■ What you need to do
Only lines with the string "letters" are wanted. Pull them out of the data.

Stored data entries
--------------------------------------------------

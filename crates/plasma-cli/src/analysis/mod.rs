//! Analysis runners for DC operating point and transient simulation.

pub mod dc;
pub mod transient;

pub use dc::run_dc_op;
pub use transient::{TransientOptions, run_transient};
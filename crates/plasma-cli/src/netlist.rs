//! SPICE-style netlist reader.
//!
//! The first line is the title. `*` starts a comment line, `;` an inline
//! comment, and `+` continues the previous line. Element lines read
//! `<letter><name> <a> <b> [DC] <value>` for the letters R, C, L, V and I;
//! control lines are `.op`, `.tran <tstep> <tstop>` and `.end`.

use plasma::{Circuit, ElementKind, NodeLabel};
use plasma_core::units::parse_value;
use thiserror::Error;

#[derive(Debug, Error)]
pub enum ParseError {
    #[error("line {line}: {message}")]
    Syntax { line: usize, message: String },

    #[error("line {line}: {source}")]
    Circuit {
        line: usize,
        #[source]
        source: plasma::Error,
    },
}

/// An analysis requested by a control line.
#[derive(Debug, Clone, Copy, PartialEq)]
pub enum Analysis {
    /// DC operating point (.op).
    Op,
    /// Transient analysis (.tran tstep tstop).
    Tran { tstep: f64, tstop: f64 },
}

/// A parsed netlist.
#[derive(Debug)]
pub struct Netlist {
    pub circuit: Circuit,
    pub analyses: Vec<Analysis>,
}

/// Logical lines with continuations folded in, tagged with the physical
/// line number they start on.
fn logical_lines(content: &str) -> Vec<(usize, String)> {
    let mut lines: Vec<(usize, String)> = Vec::new();
    for (idx, raw) in content.lines().enumerate().skip(1) {
        let text = raw.split(';').next().unwrap_or_default().trim();
        if text.is_empty() || text.starts_with('*') {
            continue;
        }
        if let Some(rest) = text.strip_prefix('+') {
            if let Some((_, prev)) = lines.last_mut() {
                prev.push(' ');
                prev.push_str(rest.trim());
                continue;
            }
        }
        lines.push((idx + 1, text.to_string()));
    }
    lines
}

fn syntax(line: usize, message: impl Into<String>) -> ParseError {
    ParseError::Syntax {
        line,
        message: message.into(),
    }
}

fn value(line: usize, token: &str) -> Result<f64, ParseError> {
    parse_value(token).ok_or_else(|| syntax(line, format!("invalid value '{token}'")))
}

/// Parse a netlist.
pub fn parse_netlist(content: &str) -> Result<Netlist, ParseError> {
    let title = content.lines().next().map(str::trim).unwrap_or_default();
    let mut circuit = Circuit::with_title(title);
    let mut analyses = Vec::new();

    for (line, text) in logical_lines(content) {
        let tokens: Vec<&str> = text.split_whitespace().collect();
        let Some(&first) = tokens.first() else {
            continue;
        };

        if first.starts_with('.') {
            match first.to_ascii_lowercase().as_str() {
                ".end" => break,
                ".op" => analyses.push(Analysis::Op),
                ".tran" => {
                    let [_, tstep, tstop] = tokens[..] else {
                        return Err(syntax(line, "expected .tran <tstep> <tstop>"));
                    };
                    let tstep = value(line, tstep)?;
                    let tstop = value(line, tstop)?;
                    if tstep <= 0.0 || tstop <= 0.0 {
                        return Err(syntax(line, ".tran times must be positive"));
                    }
                    analyses.push(Analysis::Tran { tstep, tstop });
                }
                other => return Err(syntax(line, format!("unsupported control line '{other}'"))),
            }
            continue;
        }

        let letter = first.chars().next().unwrap_or_default();
        let kind = ElementKind::from_letter(letter)
            .map_err(|_| syntax(line, format!("unknown element type '{letter}'")))?;

        let (a, b, raw_value) = match tokens[..] {
            [_, a, b, v] => (a, b, v),
            [_, a, b, dc, v]
                if dc.eq_ignore_ascii_case("dc")
                    && matches!(kind, ElementKind::VoltageSource | ElementKind::CurrentSource) =>
            {
                (a, b, v)
            }
            _ => {
                return Err(syntax(
                    line,
                    format!("expected {first} <node> <node> <value>"),
                ));
            }
        };

        circuit
            .add(
                kind,
                first,
                NodeLabel::from(a),
                NodeLabel::from(b),
                value(line, raw_value)?,
            )
            .map_err(|source| ParseError::Circuit { line, source })?;
    }

    Ok(Netlist { circuit, analyses })
}
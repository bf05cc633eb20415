//! Plasma: linear circuit simulation.
//!
//! A [`Circuit`] holds resistors, capacitors, inductors and independent
//! voltage and current sources. It assembles two systems over one shared
//! unknown vector `[v_1..v_n, i_V1..i_Vm, i_L1..i_Lk]`:
//!
//! - the Modified Nodal Analysis system for the DC operating point
//!   ([`Circuit::solve_dc`]), and
//! - the semi-explicit DAE `A·dx/dt = B·x + c` for transient analysis
//!   ([`Circuit::solve_dae`]), started from the DC operating point.
//!
//! ```
//! use plasma::Circuit;
//!
//! let mut circuit = Circuit::new();
//! circuit.add_voltage_source("V1", "in", 0, 5.0)?;
//! circuit.add_resistor("R1", "in", "out", 1e3)?;
//! circuit.add_resistor("R2", "out", 0, 1e3)?;
//!
//! let op = circuit.solve_dc()?;
//! assert!((op.voltage("out").unwrap() - 2.5).abs() < 1e-10);
//! # Ok::<(), plasma::Error>(())
//! ```

pub mod circuit;
pub mod error;
pub mod solution;
pub mod topology;

pub use circuit::{Circuit, DaeAssembly, MnaAssembly};
pub use error::{Error, Result, TopologyError};
pub use solution::{OperatingPoint, TransientSample, TransientSolution};
pub use topology::TopologyWarning;

pub use plasma_core::{DaeSystem, MnaSystem, NodeLabel, UnknownLayout};
pub use plasma_devices::{Element, ElementKind};
pub use plasma_solver::{
    BdfIntegrator, DaeIntegrator, DaeProblem, IntegrationStats, IntegratorConfig, RawTrajectory,
    TimePoint, TimeSpan,
};
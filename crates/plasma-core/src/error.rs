//! Error types for plasma-core.

use thiserror::Error;

#[derive(Debug, Error)]
pub enum Error {
    #[error("invalid node label: {0:?}")]
    InvalidLabel(String),

    #[error("node not found: {0}")]
    UnknownNode(String),

    #[error("invalid dimensions: expected {expected}, got {actual}")]
    DimensionMismatch { expected: usize, actual: usize },
}

pub type Result<T> = std::result::Result<T, Error>;
//! Error types for plasma-solver.

use thiserror::Error;

use crate::transient::TimePoint;

#[derive(Debug, Error)]
pub enum Error {
    /// LU elimination found no usable pivot at position `row`. Columns are
    /// not permuted, so `row` is also the unknown the system cannot fix.
    #[error("singular matrix at pivot {row}")]
    SingularMatrix { row: usize },

    #[error("invalid matrix dimensions: expected {expected}, got {actual}")]
    DimensionMismatch { expected: usize, actual: usize },

    #[error("integration failed at t = {time:e} after {steps} steps: {reason}")]
    IntegrationFailed {
        time: f64,
        steps: usize,
        reason: String,
        /// Last accepted point.
        last_state: Option<TimePoint>,
    },

    #[error("initial state violates algebraic row {row} (residual {residual:e})")]
    InconsistentInitialCondition { row: usize, residual: f64 },

    #[error("invalid configuration: {0}")]
    InvalidConfig(String),

    #[error(transparent)]
    Core(#[from] plasma_core::Error),
}

pub type Result<T> = std::result::Result<T, Error>;
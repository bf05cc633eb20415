//! SI suffix handling for component values.

/// Recognized suffixes, longest first so `MEG` wins over `M`.
const SUFFIXES: &[(&str, f64)] = &[
    ("MEG", 1e6),
    ("T", 1e12),
    ("G", 1e9),
    ("K", 1e3),
    ("M", 1e-3),
    ("U", 1e-6),
    ("N", 1e-9),
    ("P", 1e-12),
    ("F", 1e-15),
];

/// Parse a SPICE-style value such as `4.7k`, `10MEG`, `100n` or `1e-3`.
///
/// Suffixes are case-insensitive. Trailing unit letters after a suffix are
/// ignored (`1kOhm`, `10uF`), as in SPICE.
pub fn parse_value(s: &str) -> Option<f64> {
    let s = s.trim();
    if let Ok(v) = s.parse::<f64>() {
        return Some(v);
    }

    let upper = s.to_ascii_uppercase();
    let split = upper
        .char_indices()
        .find(|&(i, c)| {
            !(c.is_ascii_digit()
                || c == '.'
                || ((c == '-' || c == '+') && (i == 0 || upper[..i].ends_with('E')))
                || (c == 'E' && upper[i + 1..].starts_with(|n: char| n.is_ascii_digit() || n == '-' || n == '+')))
        })
        .map(|(i, _)| i)?;
    if split == 0 {
        return None;
    }

    let (number, rest) = upper.split_at(split);
    let value: f64 = number.parse().ok()?;
    let (multiplier, unit) = SUFFIXES
        .iter()
        .find(|(suffix, _)| rest.starts_with(suffix))
        .map(|&(suffix, m)| (m, &rest[suffix.len()..]))
        .unwrap_or((1.0, rest));
    if !unit.chars().all(|c| c.is_ascii_alphabetic()) {
        return None;
    }

    Some(value * multiplier)
}

/// Format a value with an engineering prefix, e.g. `3.3333` or `4.7000k`.
pub fn format_value(value: f64) -> String {
    const PREFIXES: &[(f64, &str)] = &[
        (1e12, "T"),
        (1e9, "G"),
        (1e6, "M"),
        (1e3, "k"),
        (1.0, ""),
        (1e-3, "m"),
        (1e-6, "u"),
        (1e-9, "n"),
        (1e-12, "p"),
        (1e-15, "f"),
    ];

    let magnitude = value.abs();
    if magnitude == 0.0 || !magnitude.is_finite() {
        return format!("{value:.4}");
    }
    match PREFIXES.iter().find(|&&(scale, _)| magnitude >= scale) {
        Some(&(scale, prefix)) => format!("{:.4}{}", value / scale, prefix),
        None => format!("{value:.4e}"),
    }
}
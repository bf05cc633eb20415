//! Connectivity checks over the element graph.

use std::collections::VecDeque;
use std::fmt;

use plasma_core::{NodeIndex, NodeLabel, NodeSlot};
use plasma_devices::Element;

/// A suspicious but legal connection pattern.
#[derive(Debug, Clone, PartialEq, Eq)]
pub enum TopologyWarning {
    /// Node touched by a single element.
    Dangling { node: NodeLabel },
    /// Node with no DC-conducting path to ground.
    Floating { node: NodeLabel },
}

impl fmt::Display for TopologyWarning {
    fn fmt(&self, f: &mut fmt::Formatter<'_>) -> fmt::Result {
        match self {
            TopologyWarning::Dangling { node } => {
                write!(f, "node {node} is connected to a single element")
            }
            TopologyWarning::Floating { node } => {
                write!(f, "node {node} has no DC path to ground")
            }
        }
    }
}

/// Graph position of a slot: ground is 0, node index `k` is `k`.
fn vertex(slot: NodeSlot) -> usize {
    match slot {
        NodeSlot::Ground => 0,
        NodeSlot::Index(k) => k,
    }
}

/// Endpoints of every element as graph vertices.
fn edges<'e>(
    elements: &'e [Element],
    nodes: &'e NodeIndex,
) -> impl Iterator<Item = (&'e Element, usize, usize)> + 'e {
    elements.iter().filter_map(move |e| {
        let a = nodes.lookup(e.terminal_a())?;
        let b = nodes.lookup(e.terminal_b())?;
        Some((e, vertex(a), vertex(b)))
    })
}

/// Nodes that no chain of resistors, inductors and voltage sources ties
/// to ground, in node-index order.
pub(crate) fn floating_nodes(elements: &[Element], nodes: &NodeIndex) -> Vec<NodeLabel> {
    let mut adjacent = vec![Vec::new(); nodes.len() + 1];
    for (_, a, b) in edges(elements, nodes).filter(|(e, _, _)| e.kind().conducts_dc()) {
        adjacent[a].push(b);
        adjacent[b].push(a);
    }

    let mut reached = vec![false; nodes.len() + 1];
    let mut queue = VecDeque::from([0]);
    reached[0] = true;
    while let Some(v) = queue.pop_front() {
        for &w in &adjacent[v] {
            if !reached[w] {
                reached[w] = true;
                queue.push_back(w);
            }
        }
    }

    nodes
        .labels()
        .zip(reached.iter().skip(1))
        .filter(|&(_, &r)| !r)
        .map(|(label, _)| label.clone())
        .collect()
}

/// Nodes touched by exactly one element, in node-index order.
pub(crate) fn dangling_nodes(elements: &[Element], nodes: &NodeIndex) -> Vec<NodeLabel> {
    let mut degree = vec![0usize; nodes.len() + 1];
    for (_, a, b) in edges(elements, nodes) {
        degree[a] += 1;
        if b != a {
            degree[b] += 1;
        }
    }

    nodes
        .labels()
        .zip(degree.iter().skip(1))
        .filter(|&(_, &d)| d == 1)
        .map(|(label, _)| label.clone())
        .collect()
}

--------------------------------------------------

■ Expected answer
//! `<letter><name> <a> <b> [DC] <value>` for the letters R, C, L, V and I;
/// Suffixes are case-insensitive. Trailing unit letters after a suffix are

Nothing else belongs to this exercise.